Ao BNews, o empresário Ricardo Silva, chef de cozinha e dono do restaurante Silva, relatou que, apesar das ocorrências pontuais registradas há alguns meses, o bairro continua sendo um local aconchegante, seguro e muito demandado por baianos e turistas.
"Por causa de algumas matérias jornalísticas publicadas se criou uma sensação geral, principalmente por parte dos moradores, de que o Rio Vermelho era muito violento e que tinha muitos moradores de rua. Na verdade, não tem. É um grande bairro. Um bairro de passagem que circula muita gente. Então, obviamente, onde circula muita gente, tem muito carro sendo estacionado. Por causa disso, tem guardador de carro, pedinte, tudo isso que o grande público atrai", disse ele.

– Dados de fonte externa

//! Order module for the delight order backend.
//!
//! This module owns the order lifecycle: creation from a validated
//! cart, status transitions with an append-only audit trail, customer
//! cancellation, order alerts, and total calculation. It coordinates
//! the catalog (price fallback), the agent roster (delivery
//! assignment), and the notifier (best-effort customer messages), but
//! storage is the only component an order mutation depends on.

use chrono::{Duration, Utc};
use delight_agent::AgentService;
use delight_catalog::CatalogService;
use delight_notify::NotifyService;
use delight_storage::{StorageError, StorageService};
use delight_types::{
	truncate_id, AlertType, CreateOrderRequest, Customer, LineItem, Order, OrderAlert,
	OrderStatus, SalesSummary, StatusRecord, StorageKey, TrackingView,
};
use rust_decimal::prelude::ToPrimitive;
use rust_decimal::Decimal;
use std::sync::Arc;
use thiserror::Error;
use uuid::Uuid;

pub mod pricing;

/// Errors that can occur during order operations.
#[derive(Debug, Error)]
pub enum OrderError {
	/// Error that occurs when creating an order from an empty cart.
	#[error("Cannot create an order from an empty cart")]
	EmptyCart,
	/// Error that occurs when a status transition is not allowed.
	#[error("Invalid transition: {0}")]
	InvalidTransition(String),
	/// Error that occurs when an order does not exist.
	#[error("Order not found: {0}")]
	OrderNotFound(String),
	/// Error from the underlying storage backend.
	#[error("Storage error: {0}")]
	Storage(#[from] StorageError),
}

impl From<OrderError> for delight_types::ApiError {
	fn from(err: OrderError) -> Self {
		use delight_types::ApiError;
		match err {
			OrderError::EmptyCart => {
				ApiError::bad_request("empty_cart", "Cannot create an order from an empty cart")
			},
			OrderError::InvalidTransition(reason) => {
				ApiError::bad_request("invalid_transition", reason)
			},
			OrderError::OrderNotFound(id) => ApiError::not_found(format!("Order not found: {}", id)),
			OrderError::Storage(e) => ApiError::internal(e.to_string()),
		}
	}
}

/// Service that manages the order lifecycle.
///
/// All mutations persist the order as a single document (line items and
/// history embedded), so a status change and its audit append are one
/// atomic write against the storage backend.
pub struct OrderService {
	/// Persistent storage for orders, alerts, and customer lookups.
	storage: Arc<StorageService>,
	/// Catalog, consulted as the price fallback for unpriced items.
	catalog: Arc<CatalogService>,
	/// Delivery agent roster, consulted once at order creation.
	agents: Arc<AgentService>,
	/// Best-effort customer notifications.
	notifier: Arc<NotifyService>,
	/// Minutes from creation to the estimated delivery time.
	estimated_delivery_minutes: i64,
}

impl OrderService {
	/// Creates a new OrderService.
	pub fn new(
		storage: Arc<StorageService>,
		catalog: Arc<CatalogService>,
		agents: Arc<AgentService>,
		notifier: Arc<NotifyService>,
		estimated_delivery_minutes: i64,
	) -> Self {
		Self {
			storage,
			catalog,
			agents,
			notifier,
			estimated_delivery_minutes,
		}
	}

	/// Creates an order from a validated cart.
	///
	/// Captures each item's unit price at creation time: an explicit
	/// positive price from the request wins, a build-your-own product
	/// with a customization payload is priced by heuristic, and anything
	/// else is left unpriced for the total calculator's catalog fallback.
	/// The first available delivery agent, if any, is assigned; none
	/// being available is not an error. Fires the order-received
	/// notification after the order is persisted.
	pub async fn create_order(&self, request: CreateOrderRequest) -> Result<Order, OrderError> {
		if request.items.is_empty() {
			return Err(OrderError::EmptyCart);
		}

		let mut items = Vec::with_capacity(request.items.len());
		for new_item in &request.items {
			let quantity = pricing::parse_quantity(new_item.quantity.as_ref());
			// Product lookup is best-effort here; a missing product only
			// costs us the display name and the creation-time heuristic.
			let product = self.catalog.product(&new_item.product_id).await.ok();
			let product_name = product
				.as_ref()
				.map(|p| p.name.clone())
				.unwrap_or_else(|| new_item.product_id.clone());

			let unit_price = pricing::parse_price(new_item.unit_price.as_ref()).or_else(|| {
				match &new_item.customization {
					Some(c) if pricing::is_custom_product(&product_name) => {
						Some(pricing::custom_price(c))
					},
					_ => None,
				}
			});

			items.push(LineItem {
				product_id: new_item.product_id.clone(),
				product_name,
				quantity,
				unit_price,
				customization: new_item.customization.clone(),
			});
		}

		let now = Utc::now();
		let agent_id = match self.agents.first_available().await {
			Ok(agent) => agent.map(|a| a.id),
			Err(e) => {
				tracing::warn!(error = %e, "Agent lookup failed; creating order unassigned");
				None
			},
		};

		let status = OrderStatus::Confirmed;
		let order = Order {
			id: Uuid::new_v4().to_string(),
			customer_id: request.customer_id,
			created_at: now,
			updated_at: now,
			status,
			estimated_delivery: Some(now + Duration::minutes(self.estimated_delivery_minutes)),
			agent_id,
			items,
			history: vec![StatusRecord {
				status,
				timestamp: now,
			}],
		};

		self.storage
			.store(StorageKey::Orders.as_str(), &order.id, &order)
			.await?;

		tracing::info!(
			order_id = %truncate_id(&order.id),
			customer_id = %order.customer_id,
			items = order.items.len(),
			agent = order.agent_id.as_deref().unwrap_or("none"),
			"Order created"
		);

		self.notify_received(&order).await;

		Ok(order)
	}

	/// Retrieves an order by id.
	pub async fn get(&self, order_id: &str) -> Result<Order, OrderError> {
		match self
			.storage
			.retrieve::<Order>(StorageKey::Orders.as_str(), order_id)
			.await
		{
			Ok(order) => Ok(order),
			Err(StorageError::NotFound) => Err(OrderError::OrderNotFound(order_id.to_string())),
			Err(e) => Err(e.into()),
		}
	}

	/// Moves an order to the given status.
	///
	/// A history record is appended only when the status actually
	/// changes; setting the current status again is a no-op apart from
	/// refreshing `updated_at`. Reaching `delivered` fires the
	/// order-delivered notification.
	pub async fn set_status(
		&self,
		order_id: &str,
		status: OrderStatus,
	) -> Result<Order, OrderError> {
		let mut order = self.get(order_id).await?;
		let now = Utc::now();

		let changed = order.status != status;
		if changed {
			order.status = status;
			order.history.push(StatusRecord {
				status,
				timestamp: now,
			});
		}
		order.updated_at = now;

		self.storage
			.update(StorageKey::Orders.as_str(), &order.id, &order)
			.await?;

		if changed {
			tracing::info!(
				order_id = %truncate_id(&order.id),
				status = %status,
				"Order status updated"
			);
			if status == OrderStatus::Delivered {
				self.notify_delivered(&order).await;
			}
		}

		Ok(order)
	}

	/// Cancels an order on behalf of the customer.
	///
	/// Allowed only while the order is pending or confirmed; once
	/// preparation has started the transition is rejected. Cancellation
	/// is a status transition, never a deletion, so the order and its
	/// history remain queryable.
	pub async fn cancel(&self, order_id: &str) -> Result<Order, OrderError> {
		let order = self.get(order_id).await?;

		if order.status == OrderStatus::Cancelled {
			return Err(OrderError::InvalidTransition(
				"order is already cancelled".to_string(),
			));
		}
		if !order.status.cancellable() {
			return Err(OrderError::InvalidTransition(format!(
				"cannot cancel an order in status '{}'",
				order.status
			)));
		}

		self.set_status(order_id, OrderStatus::Cancelled).await
	}

	/// Returns an order's status history, oldest first.
	pub async fn history(&self, order_id: &str) -> Result<Vec<StatusRecord>, OrderError> {
		Ok(self.get(order_id).await?.history)
	}

	/// Returns the minimal tracking projection for polling clients.
	pub async fn tracking(&self, order_id: &str) -> Result<TrackingView, OrderError> {
		Ok(self.get(order_id).await?.tracking())
	}

	/// Raises an alert against an order.
	pub async fn add_alert(
		&self,
		order_id: &str,
		alert_type: AlertType,
		message: String,
	) -> Result<OrderAlert, OrderError> {
		// Alerts are only meaningful against an existing order.
		self.get(order_id).await?;

		let mut alerts = self.alert_list(order_id).await?;
		let alert = OrderAlert {
			alert_type,
			message,
			timestamp: Utc::now(),
		};
		alerts.push(alert.clone());
		self.storage
			.store(StorageKey::Alerts.as_str(), order_id, &alerts)
			.await?;

		tracing::info!(
			order_id = %truncate_id(order_id),
			alert_type = %alert.alert_type,
			"Order alert raised"
		);

		Ok(alert)
	}

	/// Returns all alerts raised against an order, newest first.
	pub async fn alerts(&self, order_id: &str) -> Result<Vec<OrderAlert>, OrderError> {
		self.get(order_id).await?;
		// Stored oldest-first (append-only); readers want the latest on top.
		let mut alerts = self.alert_list(order_id).await?;
		alerts.reverse();
		Ok(alerts)
	}

	async fn alert_list(&self, order_id: &str) -> Result<Vec<OrderAlert>, OrderError> {
		match self
			.storage
			.retrieve::<Vec<OrderAlert>>(StorageKey::Alerts.as_str(), order_id)
			.await
		{
			Ok(alerts) => Ok(alerts),
			Err(StorageError::NotFound) => Ok(Vec::new()),
			Err(e) => Err(e.into()),
		}
	}

	/// Calculates an order's total.
	///
	/// Recomputed on demand rather than stored: captured prices are
	/// fixed, but unpriced items track the current catalog price.
	pub async fn total(&self, order_id: &str) -> Result<Decimal, OrderError> {
		let order = self.get(order_id).await?;
		Ok(self.total_of(&order).await)
	}

	/// Aggregates sales across all non-cancelled orders.
	pub async fn sales_summary(&self) -> Result<SalesSummary, OrderError> {
		let orders = self
			.storage
			.retrieve_all::<Order>(StorageKey::Orders.as_str())
			.await?;

		let mut total_sales = Decimal::ZERO;
		let mut total_orders = 0u64;
		for order in &orders {
			if order.status == OrderStatus::Cancelled {
				continue;
			}
			total_orders += 1;
			total_sales += self.total_of(order).await;
		}

		Ok(SalesSummary {
			total_sales: total_sales.to_f64().unwrap_or(0.0),
			total_orders,
		})
	}

	async fn total_of(&self, order: &Order) -> Decimal {
		let mut total = Decimal::ZERO;
		for item in &order.items {
			let catalog_price = match item.unit_price {
				Some(_) => None,
				None => self.catalog.price_of(&item.product_id).await.ok(),
			};
			let unit = pricing::effective_unit_price(item.unit_price, catalog_price);
			total += unit * Decimal::from(item.quantity);
		}
		pricing::round_total(total)
	}

	async fn notify_received(&self, order: &Order) {
		if let Some(customer) = self.customer_of(order).await {
			self.notifier.order_received(&customer, order).await;
		}
	}

	async fn notify_delivered(&self, order: &Order) {
		if let Some(customer) = self.customer_of(order).await {
			self.notifier.order_delivered(&customer, order).await;
		}
	}

	async fn customer_of(&self, order: &Order) -> Option<Customer> {
		match self
			.storage
			.retrieve::<Customer>(StorageKey::Customers.as_str(), &order.customer_id)
			.await
		{
			Ok(customer) => Some(customer),
			Err(StorageError::NotFound) => {
				tracing::debug!(
					order_id = %truncate_id(&order.id),
					customer_id = %order.customer_id,
					"No customer record; skipping notification"
				);
				None
			},
			Err(e) => {
				tracing::warn!(
					order_id = %truncate_id(&order.id),
					error = %e,
					"Customer lookup failed; skipping notification"
				);
				None
			},
		}
	}
}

Em seu relato, ele também disse que empreendedores e moradores da região mantêm relação próxima, tranquila e aberta com a Polícia Militar e com a Guarda Municipal de Salvador (GCM). "A Guarda Municipal tem vindo recorrentemente ao Rio Vermelho. Temos visto, com mais frequência, ações de combate aos flanelinhas porque entendemos, que, nesse caso, não era uma questão apenas da polícia. A gente tem visto o serviço social, a atenção social, indo nesses usuários de drogas, nos moradores de rua", afirmou.
O que diz a Guarda Municipal
O BNews conversou com o gerente de Operações da GCM, Bruno Muniz, e, durante a entrevista, o representante do órgão descreveu o cenário da segurança do Rio Vermelho.
"Após reuniões junto com a Polícia Militar e a Associação de Comerciantes local, avaliamos que o Rio Vermelho não é um bairro violento. Temos alguns pequenos delitos, que infelizmente são frutos da nossa sociedade e presente nas grandes capitais, tanto no Brasil, quanto no mundo", declarou.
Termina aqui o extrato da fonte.